**Required action**: Look through the material below and copy exactly the lines from the line with "it is dropped" to the line with "in both directions", those two lines included.

**The data**:
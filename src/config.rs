/// Link configuration
///
/// Set once before operation begins, either through the fluent `with_*`
/// methods or deserialized from a host configuration file.
use serde::{Deserialize, Serialize};

use crate::errors::{LinkError, Result};
use crate::packet::{Framing, ENTRY_LEN, MIN_PACKET_LEN};

/// Per-link settings
#[derive(Debug, Clone, PartialEq, Eq, Serialize, Deserialize)]
#[serde(default)]
pub struct LinkConfig {
    /// Address this endpoint accepts packets for
    pub local_address: u8,

    /// Address stamped on outgoing packets
    pub peer_address: u8,

    /// Start-of-packet character
    pub header: u8,

    /// End-of-payload character
    pub terminator: u8,

    /// Positive acknowledgment character
    pub ack: u8,

    /// Negative acknowledgment character (checksum failure, resend now)
    pub nack: u8,

    /// Two-byte sentinel requesting the peer republish its whole table
    pub resend_all_command: u16,

    /// Maximum time a slot may go unsent even if unchanged
    pub heartbeat_interval_ms: u64,

    /// Time allowed from the first byte of a packet to its acknowledgment
    pub ack_timeout_ms: u64,

    /// Time allowed from a header byte to packet completion
    pub packet_timeout_ms: u64,

    /// Resend the same packet when the acknowledgment times out
    pub retransmit: bool,

    /// Resends allowed per packet before it is dropped
    pub max_retransmits: u32,

    /// Number of slots in each data table
    pub table_capacity: usize,

    /// Size of the transmit and receive buffers in bytes
    pub buffer_capacity: usize,
}

impl Default for LinkConfig {
    fn default() -> Self {
        Self {
            local_address: crate::DEFAULT_ADDRESS,
            peer_address: crate::DEFAULT_ADDRESS,
            header: crate::DEFAULT_HEADER,
            terminator: crate::DEFAULT_TERMINATOR,
            ack: crate::DEFAULT_ACK,
            nack: crate::DEFAULT_NACK,
            resend_all_command: crate::RESEND_ALL_COMMAND,
            heartbeat_interval_ms: crate::HEARTBEAT_INTERVAL_MS,
            ack_timeout_ms: crate::ACK_TIMEOUT_MS,
            packet_timeout_ms: crate::PACKET_TIMEOUT_MS,
            retransmit: false,
            max_retransmits: crate::MAX_RETRANSMIT_ATTEMPTS,
            table_capacity: crate::DEFAULT_TABLE_CAPACITY,
            buffer_capacity: crate::DEFAULT_BUFFER_CAPACITY,
        }
    }
}

impl LinkConfig {
    /// Defaults with one address used in both directions
    pub fn new(address: u8) -> Self {
        Self {
            local_address: address,
            peer_address: address,
            ..Self::default()
        }
    }

    pub fn with_local_address(mut self, address: u8) -> Self {
        self.local_address = address;
        self
    }

    pub fn with_peer_address(mut self, address: u8) -> Self {
        self.peer_address = address;
        self
    }

    pub fn with_header(mut self, header: u8) -> Self {
        self.header = header;
        self
    }

    pub fn with_terminator(mut self, terminator: u8) -> Self {
        self.terminator = terminator;
        self
    }

    pub fn with_ack(mut self, ack: u8) -> Self {
        self.ack = ack;
        self
    }

    pub fn with_nack(mut self, nack: u8) -> Self {
        self.nack = nack;
        self
    }

    pub fn with_resend_all_command(mut self, command: u16) -> Self {
        self.resend_all_command = command;
        self
    }

    pub fn with_heartbeat_interval_ms(mut self, interval_ms: u64) -> Self {
        self.heartbeat_interval_ms = interval_ms;
        self
    }

    pub fn with_ack_timeout_ms(mut self, timeout_ms: u64) -> Self {
        self.ack_timeout_ms = timeout_ms;
        self
    }

    pub fn with_packet_timeout_ms(mut self, timeout_ms: u64) -> Self {
        self.packet_timeout_ms = timeout_ms;
        self
    }

    pub fn with_retransmit(mut self, enable: bool) -> Self {
        self.retransmit = enable;
        self
    }

    pub fn with_max_retransmits(mut self, retries: u32) -> Self {
        self.max_retransmits = retries;
        self
    }

    pub fn with_table_capacity(mut self, capacity: usize) -> Self {
        self.table_capacity = capacity;
        self
    }

    pub fn with_buffer_capacity(mut self, capacity: usize) -> Self {
        self.buffer_capacity = capacity;
        self
    }

    pub fn framing(&self) -> Framing {
        Framing {
            header: self.header,
            terminator: self.terminator,
        }
    }

    /// Check the settings can work together on one stream
    ///
    /// # Errors
    /// `InvalidConfig` when framing/control characters collide, the table
    /// is empty or large enough for an index byte to equal the terminator,
    /// the buffer cannot hold a single entry, or a timeout is zero.
    pub fn validate(&self) -> Result<()> {
        let [cmd_hi, cmd_lo] = self.resend_all_command.to_be_bytes();
        let specials = [
            ("header", self.header),
            ("terminator", self.terminator),
            ("ack", self.ack),
            ("nack", self.nack),
        ];

        for (i, (name_a, a)) in specials.iter().enumerate() {
            for (name_b, b) in &specials[i + 1..] {
                if a == b {
                    return Err(LinkError::InvalidConfig(format!(
                        "{} and {} share the character {:#04x}",
                        name_a, name_b, a
                    )));
                }
            }
        }

        // terminator never appears between packets, so only these matter
        for (name, ch) in [("header", self.header), ("ack", self.ack), ("nack", self.nack)] {
            if cmd_hi == ch {
                return Err(LinkError::InvalidConfig(format!(
                    "resend-all command {:#06x} starts with the {} character",
                    self.resend_all_command, name
                )));
            }
        }
        if cmd_lo == cmd_hi {
            return Err(LinkError::InvalidConfig(format!(
                "resend-all command {:#06x} must use two different bytes",
                self.resend_all_command
            )));
        }

        if self.table_capacity == 0 || self.table_capacity > self.terminator as usize {
            return Err(LinkError::InvalidConfig(format!(
                "table capacity {} must be between 1 and the terminator value {}",
                self.table_capacity, self.terminator
            )));
        }

        if self.buffer_capacity < MIN_PACKET_LEN + ENTRY_LEN {
            return Err(LinkError::InvalidConfig(format!(
                "buffer capacity {} must be at least {}",
                self.buffer_capacity,
                MIN_PACKET_LEN + ENTRY_LEN
            )));
        }

        if self.ack_timeout_ms == 0 || self.packet_timeout_ms == 0 || self.heartbeat_interval_ms == 0 {
            return Err(LinkError::InvalidConfig(
                "heartbeat interval and timeouts must be non-zero".to_string(),
            ));
        }

        Ok(())
    }
}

**Reply**:
    /// Resends allowed per packet before it is dropped
    pub max_retransmits: u32,

    /// Number of slots in each data table
    pub table_capacity: usize,

    /// Size of the transmit and receive buffers in bytes
    pub buffer_capacity: usize,
}

impl Default for LinkConfig {
    fn default() -> Self {
        Self {
            local_address: crate::DEFAULT_ADDRESS,
            peer_address: crate::DEFAULT_ADDRESS,
            header: crate::DEFAULT_HEADER,
            terminator: crate::DEFAULT_TERMINATOR,
            ack: crate::DEFAULT_ACK,
            nack: crate::DEFAULT_NACK,
            resend_all_command: crate::RESEND_ALL_COMMAND,
            heartbeat_interval_ms: crate::HEARTBEAT_INTERVAL_MS,
            ack_timeout_ms: crate::ACK_TIMEOUT_MS,
            packet_timeout_ms: crate::PACKET_TIMEOUT_MS,
            retransmit: false,
            max_retransmits: crate::MAX_RETRANSMIT_ATTEMPTS,
            table_capacity: crate::DEFAULT_TABLE_CAPACITY,
            buffer_capacity: crate::DEFAULT_BUFFER_CAPACITY,
        }
    }
}

impl LinkConfig {
    /// Defaults with one address used in both directions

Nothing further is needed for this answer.